Illustration: Chen Xia/GT

China's largest cities including Beijing, Shanghai, Shenzhen and Hangzhou have recently accelerated their pace of green transformation by quickly replacing internal combustion engine vehicles with clean new-energy ones. 

Shanghai announced last week that the city's taxi and bus fleet, which currently emit carbon dioxide and other pollutants, will be phased out by the end of 2027. Beijing, China's capital city, has also implemented an action program to increase the number of new-energy buses, cars and trucks on the city's roads to at least two million by 2025. 

According to the latest data from the China Passenger Car Association, sales of new energy vehicles (NEVs) in China surged by 36.9 percent year-on-year in July, reaching 878,000 units. When the penetration rate of NEVs outpaces combustion-engine vehicles in the world's largest auto market in such a short space of time - less than a decade - the trend becomes irreversible, signaling the decline of gasoline-fired, carbon-fuming vehicles. 

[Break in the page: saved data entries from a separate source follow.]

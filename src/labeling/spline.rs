//! Interpolants over downsampled close prices.
//!
//! Evaluation outside the knot range yields NaN, so the un-smoothable tail of
//! a series can never produce turning-point events.

use crate::error::{Result, SiglabError};

/// Natural cubic spline over strictly increasing knots.
///
/// Second derivatives at the end knots are pinned to zero; the interior ones
/// come from the standard tridiagonal system solved with the Thomas
/// algorithm.
#[derive(Debug, Clone)]
pub struct CubicSpline {
    xs: Vec<f64>,
    ys: Vec<f64>,
    second_derivs: Vec<f64>,
}

impl CubicSpline {
    pub fn fit(xs: &[f64], ys: &[f64]) -> Result<Self> {
        let n = xs.len();
        if n != ys.len() {
            return Err(SiglabError::Alignment(format!(
                "{} knot positions vs {} values",
                n,
                ys.len()
            )));
        }
        if n < 2 {
            return Err(SiglabError::InsufficientData(
                "Spline needs at least 2 knots".to_string(),
            ));
        }
        for pair in xs.windows(2) {
            if pair[1] <= pair[0] {
                return Err(SiglabError::DataLoading(
                    "Spline knots must be strictly increasing".to_string(),
                ));
            }
        }

        let mut second_derivs = vec![0.0; n];
        if n > 2 {
            // Tridiagonal system for the n-2 interior second derivatives.
            let m = n - 2;
            let mut diag = vec![0.0; m];
            let mut upper = vec![0.0; m];
            let mut lower = vec![0.0; m];
            let mut rhs = vec![0.0; m];

            for i in 0..m {
                let h_left = xs[i + 1] - xs[i];
                let h_right = xs[i + 2] - xs[i + 1];
                lower[i] = h_left;
                diag[i] = 2.0 * (h_left + h_right);
                upper[i] = h_right;
                rhs[i] = 6.0
                    * ((ys[i + 2] - ys[i + 1]) / h_right - (ys[i + 1] - ys[i]) / h_left);
            }

            // Thomas forward sweep
            for i in 1..m {
                let factor = lower[i] / diag[i - 1];
                diag[i] -= factor * upper[i - 1];
                rhs[i] -= factor * rhs[i - 1];
            }
            // Back substitution
            second_derivs[m] = rhs[m - 1] / diag[m - 1];
            for i in (0..m - 1).rev() {
                second_derivs[i + 1] = (rhs[i] - upper[i] * second_derivs[i + 2]) / diag[i];
            }
        }

        Ok(Self {
            xs: xs.to_vec(),
            ys: ys.to_vec(),
            second_derivs,
        })
    }

    /// Evaluate at `x`; NaN outside the knot range.
    pub fn evaluate(&self, x: f64) -> f64 {
        let n = self.xs.len();
        if x.is_nan() || x < self.xs[0] || x > self.xs[n - 1] {
            return f64::NAN;
        }

        let segment = match self.xs.partition_point(|&knot| knot <= x) {
            0 => 0,
            p => (p - 1).min(n - 2),
        };

        let h = self.xs[segment + 1] - self.xs[segment];
        let t = x - self.xs[segment];
        let m0 = self.second_derivs[segment];
        let m1 = self.second_derivs[segment + 1];
        let y0 = self.ys[segment];
        let y1 = self.ys[segment + 1];

        let b = (y1 - y0) / h - h * (2.0 * m0 + m1) / 6.0;
        let c = m0 / 2.0;
        let d = (m1 - m0) / (6.0 * h);

        y0 + b * t + c * t * t + d * t * t * t
    }
}

/// Piecewise-linear interpolation over strictly increasing knots; NaN outside
/// the knot range.
pub fn linear_interpolate(xs: &[f64], ys: &[f64], x: f64) -> f64 {
    let n = xs.len();
    if n < 2 || x.is_nan() || x < xs[0] || x > xs[n - 1] {
        return f64::NAN;
    }
    let segment = match xs.partition_point(|&knot| knot <= x) {
        0 => 0,
        p => (p - 1).min(n - 2),
    };
    let t = (x - xs[segment]) / (xs[segment + 1] - xs[segment]);
    ys[segment] + t * (ys[segment + 1] - ys[segment])
}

This transition is driven by market forces, as the majority of NEVs manufactured in China are inexpensive, technologically-advanced, and affordable to the mass market. It is also a choice of historical importance, as our planet urges us to curb carbon emissions and address climate change. 

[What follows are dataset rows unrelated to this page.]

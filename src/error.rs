use thiserror::Error;

#[derive(Error, Debug)]
pub enum SiglabError {
    #[error("Configuration error: {0}")]
    Configuration(String),

    #[error("Alignment error: {0}")]
    Alignment(String),

    #[error("Insufficient data: {0}")]
    InsufficientData(String),

    #[error("Data loading error: {0}")]
    DataLoading(String),

    #[error("IO error: {0}")]
    Io(#[from] std::io::Error),

    #[error("Polars error: {0}")]
    Polars(#[from] polars::error::PolarsError),

    #[error("Serde error: {0}")]
    Serde(#[from] serde_json::Error),
}

pub type Result<T> = std::result::Result<T, SiglabError>;
pub mod connectors;
pub mod series;
pub mod synthetic;

pub use connectors::CsvConnector;
pub use series::PriceSeries;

It is China's immense and resourceful investment in the past 20 years that underscores the country's current advantages in producing high-efficiency and long-range batteries, as well as advanced autonomous-driving and in-vehicle infotainment systems. An open and transparent market that inspires full-fledged competition among battery and electric vehicle makers has led to a successful emerging industry in China. 

Despite rising protectionism in the US and other Western countries, China's NEV-making technology has continued to improve and is now being introduced to a few trade-friendly markets, allowing those countries to benefit from Chinese companies' technological progress. 

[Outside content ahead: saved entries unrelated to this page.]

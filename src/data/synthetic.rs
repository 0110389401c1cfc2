//! Seeded random-walk OHLC generator.
//!
//! Lets the demo binary and tests run without external market data. The walk
//! is deterministic for a given seed.

use crate::data::PriceSeries;
use crate::error::Result;
use chrono::{Duration, NaiveDate};
use rand::rngs::StdRng;
use rand::{Rng, SeedableRng};

pub struct RandomWalkConfig {
    pub start_date: NaiveDate,
    pub bars: usize,
    pub initial_price: f64,
    /// Mean daily return, e.g. 0.0005 for roughly 12% a year.
    pub drift: f64,
    /// Daily return noise amplitude.
    pub volatility: f64,
    pub seed: u64,
}

impl Default for RandomWalkConfig {
    fn default() -> Self {
        Self {
            start_date: NaiveDate::from_ymd_opt(2022, 1, 3).unwrap(),
            bars: 500,
            initial_price: 100.0,
            drift: 0.0005,
            volatility: 0.015,
            seed: 42,
        }
    }
}

pub fn random_walk(config: &RandomWalkConfig) -> Result<PriceSeries> {
    let mut rng = StdRng::seed_from_u64(config.seed);

    let mut dates = Vec::with_capacity(config.bars);
    let mut open = Vec::with_capacity(config.bars);
    let mut high = Vec::with_capacity(config.bars);
    let mut low = Vec::with_capacity(config.bars);
    let mut close = Vec::with_capacity(config.bars);
    let mut volume = Vec::with_capacity(config.bars);

    let mut price = config.initial_price;
    for i in 0..config.bars {
        let noise: f64 = rng.gen_range(-1.0..1.0);
        let daily_return = config.drift + config.volatility * noise;

        let bar_open = price;
        let bar_close = (price * (1.0 + daily_return)).max(config.initial_price * 0.01);
        let span: f64 = rng.gen_range(0.0..config.volatility / 2.0);
        let bar_high = bar_open.max(bar_close) * (1.0 + span);
        let bar_low = bar_open.min(bar_close) * (1.0 - span);

        dates.push(config.start_date + Duration::days(i as i64));
        open.push(bar_open);
        high.push(bar_high);
        low.push(bar_low);
        close.push(bar_close);
        volume.push(rng.gen_range(10_000.0..100_000.0_f64).round());

        price = bar_close;
    }

    PriceSeries::new(dates, open, high, low, close, Some(volume))
}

With this new wave of scientific and technological revolution evolving at a fast pace globally right now, the Third Plenary Session of the 20th Central Committee of the Communist Party of China, convened last month in Beijing, has mandated that China should take the initiative to improve the institutions and mechanisms for fostering new quality productive forces in line with local conditions. 

By all metrics, future industries are often the emerging industries that are developed and nurtured using advanced technologies. These industries are considered strategically important due to their significant market potential once they are proven to be commercially viable. The development of emerging industries calls for sustained investment in talented researchers and innovators. Since 2000, the Chinese government has placed scientific training of the young and collegiate science and engineering education high on agenda, and the country has gradually built up a "rich depot" of skilled men and women needed by high-end manufacturing and technology innovation. 

At the same time, the government has ramped up forward-looking planning and policy guidance and adopted a comprehensive approach to optimize the layout of future industries. China's vast manufacturing companies are also encouraged and rewarded through taxation policy if they deploy more funds and resources on exploration of new technologies, new materials and new software solutions. 

Based on constant scientific research and sustained manufacturing sector sophistication, the country has created a new benchmark for technological innovation over recent years, including the high-speed railway system, the batteries and NEVs, high-efficiency solar panels and wind turbines, the world's most advanced drones, and advanced aerospace-related launch and recovery systems. 

As China leads the world in the green transition, while also navigating a great transformation from a quantity-driven economy to quality-drive one, the new mandate to foster and grow new quality productive forces ought to become a permanent state policy that will guide the country's comprehensive development in the coming years, whether it is high-end semiconductor chips or artificial intelligence breakthroughs. 

No doubt that development of the new quality productive forces will inspire more innovations in China that give birth to more new industries.